Tory spin can create the false impression that vaccination allows us to exit lockdown within a few weeks, writes Alex Snowdon
It was reported yesterday that the R number for coronavirus in the UK has officially fallen below 1. This is the first time it has been firmly below 1 since last July. That is a terrible indictment of the government’s failures.
If R is 1 or higher the virus numbers are growing. What those headlines about this being ‘the first time since July’ are revealing is that we had continuous growth of infections for 6 months prior to the current lockdown.
That is an unforgivably long time. At any point the government could have instituted measures to drive it down. It didn’t. Instead it dithered and delayed, believing that it could ‘manage’ the spread of the virus in such a way that would protect the NHS, while accepting that tens of thousands of people would die.
Legacy of Tory failure
From August onwards the numbers climbed and climbed. This continued until the current lockdown was announced on 4th January. The ‘lockdown in name only’ of November predictably failed to stem the growth. The restrictions endured during the autumn and early winter were in vain, precisely because they were insufficient.

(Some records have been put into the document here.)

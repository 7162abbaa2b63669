use serde::{Deserialize, Serialize};
use std::collections::BTreeMap;

use crate::null_to_default;

/// Headline numbers for the analytics page.
#[derive(Debug, Clone, Default, Serialize, Deserialize)]
#[serde(default)]
pub struct DashboardStats {
    #[serde(deserialize_with = "null_to_default")]
    pub total_contacts: u64,
    #[serde(deserialize_with = "null_to_default")]
    pub with_email: u64,
    #[serde(deserialize_with = "null_to_default")]
    pub email_percentage: f64,
    #[serde(deserialize_with = "null_to_default")]
    pub reply_rate: f64,
    #[serde(deserialize_with = "null_to_default")]
    pub total_replied: u64,
    #[serde(deserialize_with = "null_to_default")]
    pub conversion_rate: f64,
    #[serde(deserialize_with = "null_to_default")]
    pub total_converted: u64,
    #[serde(deserialize_with = "null_to_default")]
    pub high_ai_opportunity: u64,
    #[serde(deserialize_with = "null_to_default")]
    pub active_campaigns: u64,
    #[serde(deserialize_with = "null_to_default")]
    pub total_campaign_sends: u64,
    #[serde(deserialize_with = "null_to_default")]
    pub tier_breakdown: BTreeMap<String, u64>,
    #[serde(deserialize_with = "null_to_default")]
    pub source_breakdown: BTreeMap<String, u64>,
}

/// One row of the industry or source performance tables; `label` is the
/// industry name or the source name depending on the endpoint.
#[derive(Debug, Clone, Default, Serialize, Deserialize)]
pub struct PerformanceRow {
    #[serde(alias = "industry", alias = "source", default)]
    pub label: String,
    #[serde(default, deserialize_with = "null_to_default")]
    pub total: u64,
    #[serde(default, deserialize_with = "null_to_default")]
    pub contacted: u64,
    #[serde(default, deserialize_with = "null_to_default")]
    pub reply_rate: f64,
    #[serde(default, deserialize_with = "null_to_default")]
    pub conversion_rate: f64,
    #[serde(default, deserialize_with = "null_to_default")]
    pub email_rate: f64,
    #[serde(default)]
    pub avg_health_score: Option<f64>,
}

#[derive(Debug, Deserialize)]
pub struct DashboardStatsResponse {
    #[serde(default)]
    pub stats: DashboardStats,
}

#[derive(Debug, Deserialize)]
pub struct PerformanceResponse {
    #[serde(default, deserialize_with = "null_to_default")]
    pub performance: Vec<PerformanceRow>,
}

#[cfg(test)]
mod tests {
    use super::*;

    #[test]
    fn test_performance_row_label_aliases() {
        let industry: PerformanceRow =
            serde_json::from_str(r#"{"industry": "dental", "total": 10, "reply_rate": 12.5}"#)
                .unwrap();
        assert_eq!(industry.label, "dental");
        assert_eq!(industry.total, 10);

        let source: PerformanceRow =
            serde_json::from_str(r#"{"source": "yelp", "total": 4, "avg_health_score": null}"#)
                .unwrap();
        assert_eq!(source.label, "yelp");
        assert_eq!(source.avg_health_score, None);
    }

    #[test]
    fn test_stats_with_partial_payload() {
        let stats: DashboardStats = serde_json::from_str(
            r#"{"total_contacts": 40, "tier_breakdown": {"High": 5}, "reply_rate": null}"#,
        )
        .unwrap();
        assert_eq!(stats.total_contacts, 40);
        assert_eq!(stats.reply_rate, 0.0);
        assert_eq!(stats.tier_breakdown.get("High"), Some(&5));
        assert!(stats.source_breakdown.is_empty());
    }
}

The government waited until we reached a stage of 60,000 confirmed cases a day with an estimated 1 in 50 people infected. It waited until there were 35,000 in hospital and daily death tallies reaching well over a thousand. Only then did it act.
Lockdown is working: the death numbers are falling sharply, week on week. The numbers in hospitals are falling steeply too. This is a direct consequence of the lockdown established 5 weeks ago. We are seeing the fall in infection rates (which began as soon as lockdown was announced) coming through in these figures.
This lockdown could be even more effective if non-essential workplaces were made to close, while providing financial support for affected workers. The TUC – rightly but rather belatedly – took a stand this week in demanding that the number of workers forced into workplaces is reduced.
The death toll, though thankfully falling, remains relatively high because the situation had been allowed to get so catastrophically bad before 4 January. That is why we are still – almost six weeks into lockdown – enduring a high number of losses. It is why hospital numbers, while falling, have still been higher this week than they were in April.
The early prevaricating over lockdown means we now face a longer lockdown too. It is either that or a dangerously stupid premature lifting of restrictions, which is what many Tory backbenchers – and their media cheerleaders – are pushing for.
Vaccines can’t do everything
The vaccine is a game changer. In the long term it is central to dealing with the pandemic.
Vaccine rollout is going very well, with the NHS on the verge of reaching the target of 15 million people receiving their first dose by mid-February. This is largely because it has been coordinated and run properly through the NHS, not outsourced to the private sector.
More immediately, however, the vaccine is not enough on its own. It’s important to recognise that vaccine rollout has so far had little effect on the numbers. It is the lockdown that has brought the numbers down. It is easy for this fact to be obscured amidst the Tory hype which often, mistakenly, gives the impression that there is a causal relationship between the vaccine and the declining infection rates.
We also cannot rely on the vaccine alone because there remain a number of significant unknowns. It isn’t clear how effective it will be against newer strains of the virus. It also isn’t known whether it will reduce infection rates as well as reducing the likelihood of getting seriously ill if infected.
The safest option – and the most sensible approach in the long term – is to wait for infection rates to come down to at most 1000 cases a day before lifting restrictions. It should then be done gradually. This will need to be combined with finally getting ‘test, trace and isolate’ organised properly – it can only be truly effective once numbers are more manageable.
It is vital that we learn the lessons of last year and wait until the infection numbers are well down before a gradual easing of restrictions. This includes waiting until at least 12 April, when the summer term begins, before there is any wider reopening of schools, colleges or universities. Leading epidemiologists have this week warned that premature reopening will drive up the R number in a way that is extremely risky.
The vaccine is a powerful weapon, but it won’t do everything for us. We need a wider strategy geared towards eliminating the virus, not merely managing it.